-- Opening Marker --

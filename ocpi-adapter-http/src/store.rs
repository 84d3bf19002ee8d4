//! In-memory stores for received OCPI objects

use std::collections::HashMap;

use parking_lot::RwLock;
use tracing::debug;

use ocpi_core::resources::{PartyResource, ResourceKey};

/// Objects of one module, keyed by owner and id
pub struct ResourceStore<T> {
    objects: RwLock<HashMap<ResourceKey, T>>,
}

impl<T: PartyResource> ResourceStore<T> {
    pub fn new() -> Self {
        Self {
            objects: RwLock::new(HashMap::new()),
        }
    }

    pub fn get(&self, key: &ResourceKey) -> Option<T> {
        self.objects.read().get(key).cloned()
    }

    /// Insert or replace; `true` if the object is new
    pub fn put(&self, object: T) -> bool {
        let key = object.key();
        let created = self.objects.write().insert(key.clone(), object).is_none();
        debug!("Store: {} {} {}", if created { "Created" } else { "Replaced" }, T::KIND, key);
        created
    }

    /// Read-modify-write under one lock. `f` sees the current object (if any)
    /// and returns the replacement plus a value handed back to the caller.
    pub fn modify<R, E>(
        &self,
        key: &ResourceKey,
        f: impl FnOnce(Option<&T>) -> Result<(T, R), E>,
    ) -> Result<R, E> {
        let mut objects = self.objects.write();
        let (replacement, result) = f(objects.get(key))?;
        objects.insert(key.clone(), replacement);
        debug!("Store: Modified {} {}", T::KIND, key);
        Ok(result)
    }

    pub fn remove(&self, key: &ResourceKey) -> Option<T> {
        self.objects.write().remove(key)
    }

    pub fn len(&self) -> usize {
        self.objects.read().len()
    }

    pub fn is_empty(&self) -> bool {
        self.objects.read().is_empty()
    }
}

impl<T: PartyResource> Default for ResourceStore<T> {
    fn default() -> Self {
        Self::new()
    }
}
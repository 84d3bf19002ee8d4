//! OCPI timestamps
//!
//! OCPI exchanges UTC timestamps as ISO-8601 strings. We always emit
//! millisecond precision with a `Z` suffix (`2020-10-15T00:00:00.000Z`) and
//! accept RFC 3339 input with any offset, or a bare timestamp without offset
//! which is taken as UTC.

use chrono::{DateTime, NaiveDateTime, SecondsFormat, SubsecRound, Utc};
use serde::{Deserialize, Deserializer, Serializer};

/// Current UTC time at millisecond precision
pub fn now() -> DateTime<Utc> {
    Utc::now().trunc_subsecs(3)
}

/// Format as `YYYY-MM-DDTHH:MM:SS.mmmZ`
pub fn format(value: &DateTime<Utc>) -> String {
    value.to_rfc3339_opts(SecondsFormat::Millis, true)
}

/// Parse an ISO-8601 timestamp, normalised to UTC millisecond precision
pub fn parse(text: &str) -> Option<DateTime<Utc>> {
    let text = text.trim();

    if let Ok(parsed) = DateTime::parse_from_rfc3339(text) {
        return Some(parsed.with_timezone(&Utc).trunc_subsecs(3));
    }

    // Offset-less timestamps are UTC per OCPI
    NaiveDateTime::parse_from_str(text, "%Y-%m-%dT%H:%M:%S%.f")
        .ok()
        .map(|naive| naive.and_utc().trunc_subsecs(3))
}

pub fn serialize<S: Serializer>(value: &DateTime<Utc>, serializer: S) -> Result<S::Ok, S::Error> {
    serializer.serialize_str(&format(value))
}

pub fn deserialize<'de, D: Deserializer<'de>>(deserializer: D) -> Result<DateTime<Utc>, D::Error> {
    let text = String::deserialize(deserializer)?;
    parse(&text).ok_or_else(|| serde::de::Error::custom(format!("invalid timestamp '{}'", text)))
}

/// Serde helpers for optional timestamps
pub mod option {
    use super::*;

    pub fn serialize<S: Serializer>(
        value: &Option<DateTime<Utc>>,
        serializer: S,
    ) -> Result<S::Ok, S::Error> {
        match value {
            Some(value) => serializer.serialize_str(&format(value)),
            None => serializer.serialize_none(),
        }
    }

    pub fn deserialize<'de, D: Deserializer<'de>>(
        deserializer: D,
    ) -> Result<Option<DateTime<Utc>>, D::Error> {
        match Option::<String>::deserialize(deserializer)? {
            Some(text) => parse(&text)
                .map(Some)
                .ok_or_else(|| serde::de::Error::custom(format!("invalid timestamp '{}'", text))),
            None => Ok(None),
        }
    }
}
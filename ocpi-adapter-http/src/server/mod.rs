//! HTTP server surface
//!
//! - `versions`: `/versions` and version details
//! - `credentials`: the credentials exchange, server side
//! - `receivers`: locations, sessions, tariffs and CDRs pushed to us
//!
//! Every request runs in a `tracing` span carrying its request and
//! correlation ids, which are echoed on the response.

mod credentials;
mod receivers;
mod versions;

use axum::extract::Request;
use axum::http::{HeaderMap, HeaderValue};
use axum::middleware::{self, Next};
use axum::response::Response;
use axum::routing::get;
use axum::Router;
use serde::de::DeserializeOwned;
use tracing::{info_span, Instrument};

use ocpi_core::{Authorized, CountryCode, PartyId, VersionId};

use crate::envelope::ApiError;
use crate::headers::{self, RequestIds};
use crate::node::NodeState;
use ocpi_core::resources::{Cdr, Location, Session, Tariff};

/// Router with every OCPI endpoint of this node
pub fn router(state: NodeState) -> Router {
    Router::new()
        .route("/versions", get(versions::get_versions))
        .route("/{version}", get(versions::get_version_details))
        .route(
            "/{version}/credentials",
            get(credentials::get_credentials)
                .post(credentials::post_credentials)
                .put(credentials::put_credentials)
                .delete(credentials::delete_credentials),
        )
        .route(
            "/{version}/locations/{country_code}/{party_id}/{location_id}",
            get(receivers::get_object::<Location>)
                .put(receivers::put_object::<Location>)
                .patch(receivers::patch_object::<Location>),
        )
        .route(
            "/{version}/locations/{country_code}/{party_id}/{location_id}/{evse_uid}",
            get(receivers::get_evse)
                .put(receivers::put_evse)
                .patch(receivers::patch_evse),
        )
        .route(
            "/{version}/locations/{country_code}/{party_id}/{location_id}/{evse_uid}/{connector_id}",
            get(receivers::get_connector)
                .put(receivers::put_connector)
                .patch(receivers::patch_connector),
        )
        .route(
            "/{version}/sessions/{country_code}/{party_id}/{session_id}",
            get(receivers::get_object::<Session>)
                .put(receivers::put_object::<Session>)
                .patch(receivers::patch_object::<Session>),
        )
        .route(
            "/{version}/tariffs/{country_code}/{party_id}/{tariff_id}",
            get(receivers::get_object::<Tariff>)
                .put(receivers::put_object::<Tariff>)
                .patch(receivers::patch_object::<Tariff>)
                .delete(receivers::delete_object::<Tariff>),
        )
        .route(
            "/{version}/cdrs/{country_code}/{party_id}/{cdr_id}",
            get(receivers::get_object::<Cdr>)
                .put(receivers::put_object::<Cdr>)
                .patch(receivers::patch_object::<Cdr>),
        )
        .layer(middleware::from_fn(request_context))
        .with_state(state)
}

/// Span per request; echoes (or assigns) request and correlation ids
async fn request_context(request: Request, next: Next) -> Response {
    let ids = RequestIds::from_headers(request.headers());
    let span = info_span!(
        "ocpi.request",
        method = %request.method(),
        path = %request.uri().path(),
        request_id = %ids.request_id,
        correlation_id = %ids.correlation_id,
    );

    let mut response = next.run(request).instrument(span).await;

    let response_headers = response.headers_mut();
    if let Ok(value) = HeaderValue::from_str(&ids.request_id) {
        response_headers.insert(headers::X_REQUEST_ID, value);
    }
    if let Ok(value) = HeaderValue::from_str(&ids.correlation_id) {
        response_headers.insert(headers::X_CORRELATION_ID, value);
    }
    response
}

// ============================================================================
// Guards shared by the handlers
// ============================================================================

/// Caller behind the `Authorization` header (403 when unknown or blocked)
pub(crate) fn authenticate(
    state: &NodeState,
    request_headers: &HeaderMap,
) -> Result<Authorized, ApiError> {
    let header = request_headers
        .get(headers::AUTHORIZATION)
        .and_then(|value| value.to_str().ok());
    Ok(state.authenticator.authenticate_header(header).into_result()?)
}

/// Version from the path, if we offer it (404 otherwise)
pub(crate) fn check_version(state: &NodeState, version: &str) -> Result<VersionId, ApiError> {
    let version = VersionId::new(version);
    if state.config.supports(&version) {
        Ok(version)
    } else {
        Err(ApiError::unknown_version())
    }
}

/// Guard of module calls: authenticated, registered, known version, and the
/// path party must be the caller
pub(crate) fn authorize_module(
    state: &NodeState,
    request_headers: &HeaderMap,
    version: &str,
    country_code: &CountryCode,
    party_id: &PartyId,
) -> Result<Authorized, ApiError> {
    let authorized = authenticate(state, request_headers)?;
    authorized.require_registered()?;
    check_version(state, version)?;

    if !authorized.party.identity.matches(country_code, party_id) {
        tracing::warn!(
            "Server: {} tried to access objects of {}*{}",
            authorized.party.identity,
            country_code,
            party_id
        );
        return Err(ApiError::forbidden(
            "Access to objects of other parties is not allowed!",
        ));
    }
    Ok(authorized)
}

/// Parse a JSON body; 400/2001 on failure
pub(crate) fn parse_body<T: DeserializeOwned>(body: &[u8], what: &str) -> Result<T, ApiError> {
    serde_json::from_slice(body).map_err(|e| {
        tracing::debug!("Server: Cannot parse {}: {}", what, e);
        ApiError::bad_request(format!("Could not parse the given {} JSON!", what))
    })
}
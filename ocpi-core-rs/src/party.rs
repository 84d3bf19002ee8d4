//! Remote party records
//!
//! A `RemoteParty` combines the identity of a peer with two token lists:
//! - `access_infos`: tokens the peer uses to call us
//! - `remote_access_infos`: tokens and endpoints we use to call the peer
//!
//! Records are immutable values. The registry replaces them wholesale; use
//! the `with_*` helpers to derive a modified copy.

use chrono::{DateTime, Utc};
use serde::{Deserialize, Serialize};

use crate::timestamp;
use crate::types::*;

/// Token a peer may present to us
#[derive(Debug, Clone, PartialEq, Eq, Serialize, Deserialize)]
pub struct AccessInfo {
    pub token: AccessToken,
    pub status: AccessStatus,
    /// Set once a credentials exchange completed with this token
    #[serde(default)]
    pub registered: bool,
}

impl AccessInfo {
    /// Bootstrap token handed out of band ("token A")
    pub fn bootstrap(token: AccessToken) -> Self {
        Self {
            token,
            status: AccessStatus::Allowed,
            registered: false,
        }
    }

    /// Token issued by a completed credentials exchange
    pub fn registered(token: AccessToken) -> Self {
        Self {
            token,
            status: AccessStatus::Allowed,
            registered: true,
        }
    }

    pub fn is_allowed(&self) -> bool {
        self.status == AccessStatus::Allowed
    }
}

/// Token and endpoint we use to call a peer
#[derive(Debug, Clone, PartialEq, Eq, Serialize, Deserialize)]
pub struct RemoteAccessInfo {
    pub token: AccessToken,
    pub versions_url: String,
    /// Versions the peer advertised on its `/versions` endpoint
    #[serde(default, skip_serializing_if = "Vec::is_empty")]
    pub version_ids: Vec<VersionId>,
    #[serde(default, skip_serializing_if = "Option::is_none")]
    pub selected_version: Option<VersionId>,
    pub status: RemoteAccessStatus,
}

impl RemoteAccessInfo {
    pub fn new(token: AccessToken, versions_url: impl Into<String>) -> Self {
        Self {
            token,
            versions_url: versions_url.into(),
            version_ids: Vec::new(),
            selected_version: None,
            status: RemoteAccessStatus::Online,
        }
    }

    pub fn with_versions(mut self, mut version_ids: Vec<VersionId>) -> Self {
        version_ids.sort();
        version_ids.dedup();
        self.version_ids = version_ids;
        self
    }

    pub fn with_selected_version(mut self, version: VersionId) -> Self {
        self.selected_version = Some(version);
        self
    }
}

/// Federation peer as known to this node
#[derive(Debug, Clone, PartialEq, Eq, Serialize, Deserialize)]
pub struct RemoteParty {
    pub identity: PartyIdentity,
    pub business_details: BusinessDetails,
    #[serde(default)]
    pub access_infos: Vec<AccessInfo>,
    #[serde(default)]
    pub remote_access_infos: Vec<RemoteAccessInfo>,
    pub status: PartyStatus,
    #[serde(with = "timestamp")]
    pub last_updated: DateTime<Utc>,
}

impl RemoteParty {
    pub fn new(
        identity: PartyIdentity,
        business_details: BusinessDetails,
        access_infos: Vec<AccessInfo>,
        remote_access_infos: Vec<RemoteAccessInfo>,
        status: PartyStatus,
    ) -> Self {
        Self {
            identity,
            business_details,
            access_infos,
            remote_access_infos,
            status,
            last_updated: timestamp::now(),
        }
    }

    /// Access info entry for one of our tokens
    pub fn access_info(&self, token: &str) -> Option<&AccessInfo> {
        self.access_infos.iter().find(|info| info.token.as_str() == token)
    }

    pub fn tokens(&self) -> impl Iterator<Item = &AccessToken> {
        self.access_infos.iter().map(|info| &info.token)
    }

    /// First endpoint we can use to reach the peer
    pub fn remote_access(&self) -> Option<&RemoteAccessInfo> {
        self.remote_access_infos
            .iter()
            .find(|info| info.status == RemoteAccessStatus::Online)
    }

    /// Whether any token of this peer completed a credentials exchange
    pub fn is_registered(&self) -> bool {
        self.access_infos.iter().any(|info| info.registered)
    }

    pub fn is_enabled(&self) -> bool {
        self.status == PartyStatus::Enabled
    }

    /// Copy with a token list replaced
    pub fn with_access_infos(&self, access_infos: Vec<AccessInfo>) -> Self {
        Self {
            access_infos,
            last_updated: timestamp::now(),
            ..self.clone()
        }
    }

    /// Copy with the endpoint list replaced
    pub fn with_remote_access_infos(&self, remote_access_infos: Vec<RemoteAccessInfo>) -> Self {
        Self {
            remote_access_infos,
            last_updated: timestamp::now(),
            ..self.clone()
        }
    }

    /// Copy with one extra token appended
    pub fn with_additional_access(&self, access: AccessInfo) -> Self {
        let mut access_infos = self.access_infos.clone();
        access_infos.push(access);
        self.with_access_infos(access_infos)
    }

    /// Copy without the given token
    pub fn without_token(&self, token: &str) -> Self {
        let access_infos = self
            .access_infos
            .iter()
            .filter(|info| info.token.as_str() != token)
            .cloned()
            .collect();
        self.with_access_infos(access_infos)
    }

    pub fn with_status(&self, status: PartyStatus) -> Self {
        Self {
            status,
            last_updated: timestamp::now(),
            ..self.clone()
        }
    }

    pub fn with_business_details(&self, business_details: BusinessDetails) -> Self {
        Self {
            business_details,
            last_updated: timestamp::now(),
            ..self.clone()
        }
    }
}

#[cfg(test)]
mod tests {
    use super::*;

    fn party() -> RemoteParty {
        RemoteParty::new(
            PartyIdentity::new("DE", "GEF", Role::Emsp),
            BusinessDetails::new("GraphDefined EMSP"),
            vec![AccessInfo::bootstrap(AccessToken::new("token-a"))],
            vec![RemoteAccessInfo::new(
                AccessToken::new("remote-a"),
                "http://emsp.example/versions",
            )],
            PartyStatus::Enabled,
        )
    }

    #[test]
    fn test_derived_copies_leave_original_untouched() {
        let original = party();
        let rotated = original
            .without_token("token-a")
            .with_additional_access(AccessInfo::registered(AccessToken::new("token-c")));

        assert!(original.access_info("token-a").is_some());
        assert!(!original.is_registered());

        assert!(rotated.access_info("token-a").is_none());
        assert!(rotated.access_info("token-c").is_some());
        assert!(rotated.is_registered());
        assert_eq!(rotated.identity, original.identity);
    }

    #[test]
    fn test_remote_access_skips_offline() {
        let mut offline = RemoteAccessInfo::new(AccessToken::new("x"), "http://down/versions");
        offline.status = RemoteAccessStatus::Offline;
        let online = RemoteAccessInfo::new(AccessToken::new("y"), "http://up/versions");

        let party = party().with_remote_access_infos(vec![offline, online]);
        assert_eq!(
            party.remote_access().map(|info| info.token.as_str()),
            Some("y")
        );
    }

    #[test]
    fn test_versions_are_sorted_and_deduplicated() {
        let info = RemoteAccessInfo::new(AccessToken::new("x"), "http://peer/versions").with_versions(
            vec![
                VersionId::new("2.2.1"),
                VersionId::new("2.1.1"),
                VersionId::new("2.2.1"),
            ],
        );
        assert_eq!(
            info.version_ids,
            vec![VersionId::new("2.1.1"), VersionId::new("2.2.1")]
        );
    }

    #[test]
    fn test_serde_roundtrip() {
        let original = party();
        let json = serde_json::to_string(&original).unwrap();
        let parsed: RemoteParty = serde_json::from_str(&json).unwrap();
        assert_eq!(parsed, original);
    }
}
//! Version negotiation
//!
//! Fetches a peer's `/versions` list and version details, picks the highest
//! mutual version and resolves module URLs. Version details are cached per
//! `(versions URL, version)`; re-registration invalidates a peer's entries.

use std::collections::HashMap;
use std::time::Duration;

use parking_lot::RwLock;
use serde::de::DeserializeOwned;
use thiserror::Error;
use tracing::{debug, info, warn};

use ocpi_core::{
    highest_mutual_version, AccessToken, ModuleId, RemoteAccessInfo, Version, VersionDetail,
    VersionId,
};

use crate::envelope::OcpiResponse;
use crate::headers::{self, RequestIds};

/// Errors from talking to a peer's version endpoints
#[derive(Debug, Clone, PartialEq, Eq, Error)]
pub enum NegotiationError {
    #[error("No versionId available!")]
    NoVersionSelected,

    #[error("No remote URL available!")]
    NoRemoteUrlAvailable,

    #[error("No mutual OCPI version found!")]
    NoMutualVersion,

    #[error("Request to {url} failed: {reason}")]
    Transport { url: String, reason: String },

    #[error("Request to {url} timed out")]
    Timeout { url: String },

    #[error("{url} answered HTTP {http_status} (status code {status_code:?})")]
    Status {
        url: String,
        http_status: u16,
        status_code: Option<i32>,
    },

    #[error("Malformed response from {url}: {reason}")]
    Malformed { url: String, reason: String },
}

impl NegotiationError {
    /// Failures detected before any request was sent
    pub fn is_local(&self) -> bool {
        matches!(
            self,
            NegotiationError::NoVersionSelected | NegotiationError::NoRemoteUrlAvailable
        )
    }

    pub(crate) fn from_reqwest(url: &str, err: reqwest::Error) -> Self {
        if err.is_timeout() {
            NegotiationError::Timeout {
                url: url.to_string(),
            }
        } else {
            NegotiationError::Transport {
                url: url.to_string(),
                reason: err.to_string(),
            }
        }
    }
}

/// Outcome of a full negotiation with a peer
#[derive(Debug, Clone, PartialEq, Eq)]
pub struct Negotiated {
    /// Every version the peer advertised
    pub version_ids: Vec<VersionId>,
    pub selected: VersionId,
    pub detail: VersionDetail,
}

/// Version discovery and module URL resolution
pub struct VersionNegotiator {
    http: reqwest::Client,
    details: RwLock<HashMap<(String, VersionId), VersionDetail>>,
}

impl VersionNegotiator {
    pub fn new(timeout: Duration) -> Result<Self, NegotiationError> {
        let http = reqwest::Client::builder()
            .timeout(timeout)
            .build()
            .map_err(|e| NegotiationError::Transport {
                url: String::new(),
                reason: e.to_string(),
            })?;

        Ok(Self {
            http,
            details: RwLock::new(HashMap::new()),
        })
    }

    /// Shared HTTP client, configured with the outbound timeout
    pub fn http(&self) -> &reqwest::Client {
        &self.http
    }

    /// Highest version both sides support
    pub fn select_version(
        ours: &[VersionId],
        theirs: &[VersionId],
    ) -> Result<VersionId, NegotiationError> {
        highest_mutual_version(ours, theirs)
            .cloned()
            .ok_or(NegotiationError::NoMutualVersion)
    }

    /// `GET versions_url`
    pub async fn fetch_versions(
        &self,
        versions_url: &str,
        token: &AccessToken,
    ) -> Result<Vec<Version>, NegotiationError> {
        let versions: Vec<Version> = self.get_data(versions_url, token).await?;
        debug!(
            "Negotiator: {} offers {} versions",
            versions_url,
            versions.len()
        );
        Ok(versions)
    }

    /// `GET version_url`
    pub async fn fetch_version_detail(
        &self,
        version_url: &str,
        token: &AccessToken,
    ) -> Result<VersionDetail, NegotiationError> {
        self.get_data(version_url, token).await
    }

    /// Detail of `version` at a peer, served from cache when possible
    pub async fn version_detail(
        &self,
        versions_url: &str,
        version: &VersionId,
        token: &AccessToken,
    ) -> Result<VersionDetail, NegotiationError> {
        let key = (versions_url.to_string(), version.clone());
        let cached = self.details.read().get(&key).cloned();
        if let Some(detail) = cached {
            return Ok(detail);
        }

        let versions = self.fetch_versions(versions_url, token).await?;
        let version_url = versions
            .iter()
            .find(|v| &v.version == version)
            .map(|v| v.url.clone())
            .ok_or(NegotiationError::NoRemoteUrlAvailable)?;

        let detail = self.fetch_version_detail(&version_url, token).await?;
        self.details.write().insert(key, detail.clone());
        Ok(detail)
    }

    /// Fetch versions, select the highest mutual one and resolve its detail.
    /// Drops anything cached for `versions_url` first.
    pub async fn negotiate(
        &self,
        versions_url: &str,
        token: &AccessToken,
        ours: &[VersionId],
    ) -> Result<Negotiated, NegotiationError> {
        self.invalidate(versions_url);

        let versions = self.fetch_versions(versions_url, token).await?;
        let version_ids: Vec<VersionId> = versions.iter().map(|v| v.version.clone()).collect();
        let selected = Self::select_version(ours, &version_ids)?;

        let version_url = versions
            .iter()
            .find(|v| v.version == selected)
            .map(|v| v.url.clone())
            .ok_or(NegotiationError::NoRemoteUrlAvailable)?;

        let detail = self.fetch_version_detail(&version_url, token).await?;
        if detail.version != selected {
            warn!(
                "Negotiator: {} describes version {} instead of {}",
                version_url, detail.version, selected
            );
        }

        self.details
            .write()
            .insert((versions_url.to_string(), selected.clone()), detail.clone());
        info!("Negotiator: Selected OCPI {} at {}", selected, versions_url);

        Ok(Negotiated {
            version_ids,
            selected,
            detail,
        })
    }

    /// URL of `module` under the selected version of `remote`.
    ///
    /// A missing selected version or module is a local failure; transport
    /// and status errors from fetching the version detail pass through.
    pub async fn resolve_module_url(
        &self,
        remote: &RemoteAccessInfo,
        module: &ModuleId,
    ) -> Result<String, NegotiationError> {
        let version = remote
            .selected_version
            .as_ref()
            .ok_or(NegotiationError::NoVersionSelected)?;

        let detail = match self
            .version_detail(&remote.versions_url, version, &remote.token)
            .await
        {
            Ok(detail) => detail,
            Err(e) => {
                warn!(
                    "Negotiator: Cannot resolve OCPI {} at {}: {}",
                    version, remote.versions_url, e
                );
                return Err(e);
            }
        };

        detail
            .module_url(module)
            .map(str::to_string)
            .ok_or(NegotiationError::NoRemoteUrlAvailable)
    }

    /// Forget cached details of one peer
    pub fn invalidate(&self, versions_url: &str) {
        self.details
            .write()
            .retain(|(url, _), _| url != versions_url);
    }

    async fn get_data<T: DeserializeOwned>(
        &self,
        url: &str,
        token: &AccessToken,
    ) -> Result<T, NegotiationError> {
        let ids = RequestIds::generate();
        debug!("Negotiator: GET {} (request {})", url, ids.request_id);

        let response = self
            .http
            .get(url)
            .header(headers::AUTHORIZATION, headers::authorization(token))
            .header(headers::X_REQUEST_ID, ids.request_id.as_str())
            .header(headers::X_CORRELATION_ID, ids.correlation_id.as_str())
            .send()
            .await
            .map_err(|e| NegotiationError::from_reqwest(url, e))?;

        let http_status = response.status();
        let body = response
            .bytes()
            .await
            .map_err(|e| NegotiationError::from_reqwest(url, e))?;

        if !http_status.is_success() {
            let status_code = serde_json::from_slice::<OcpiResponse<serde_json::Value>>(&body)
                .ok()
                .map(|envelope| envelope.status_code);
            return Err(NegotiationError::Status {
                url: url.to_string(),
                http_status: http_status.as_u16(),
                status_code,
            });
        }

        let envelope: OcpiResponse<T> =
            serde_json::from_slice(&body).map_err(|e| NegotiationError::Malformed {
                url: url.to_string(),
                reason: e.to_string(),
            })?;

        if !envelope.is_success() {
            return Err(NegotiationError::Status {
                url: url.to_string(),
                http_status: http_status.as_u16(),
                status_code: Some(envelope.status_code),
            });
        }

        envelope.data.ok_or_else(|| NegotiationError::Malformed {
            url: url.to_string(),
            reason: "response carries no data".to_string(),
        })
    }
}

-- Closing Marker --

**What is required**
In the records above, tally the lines where the word "which" appears, and give the number and nothing else.

**Solution for this task**
2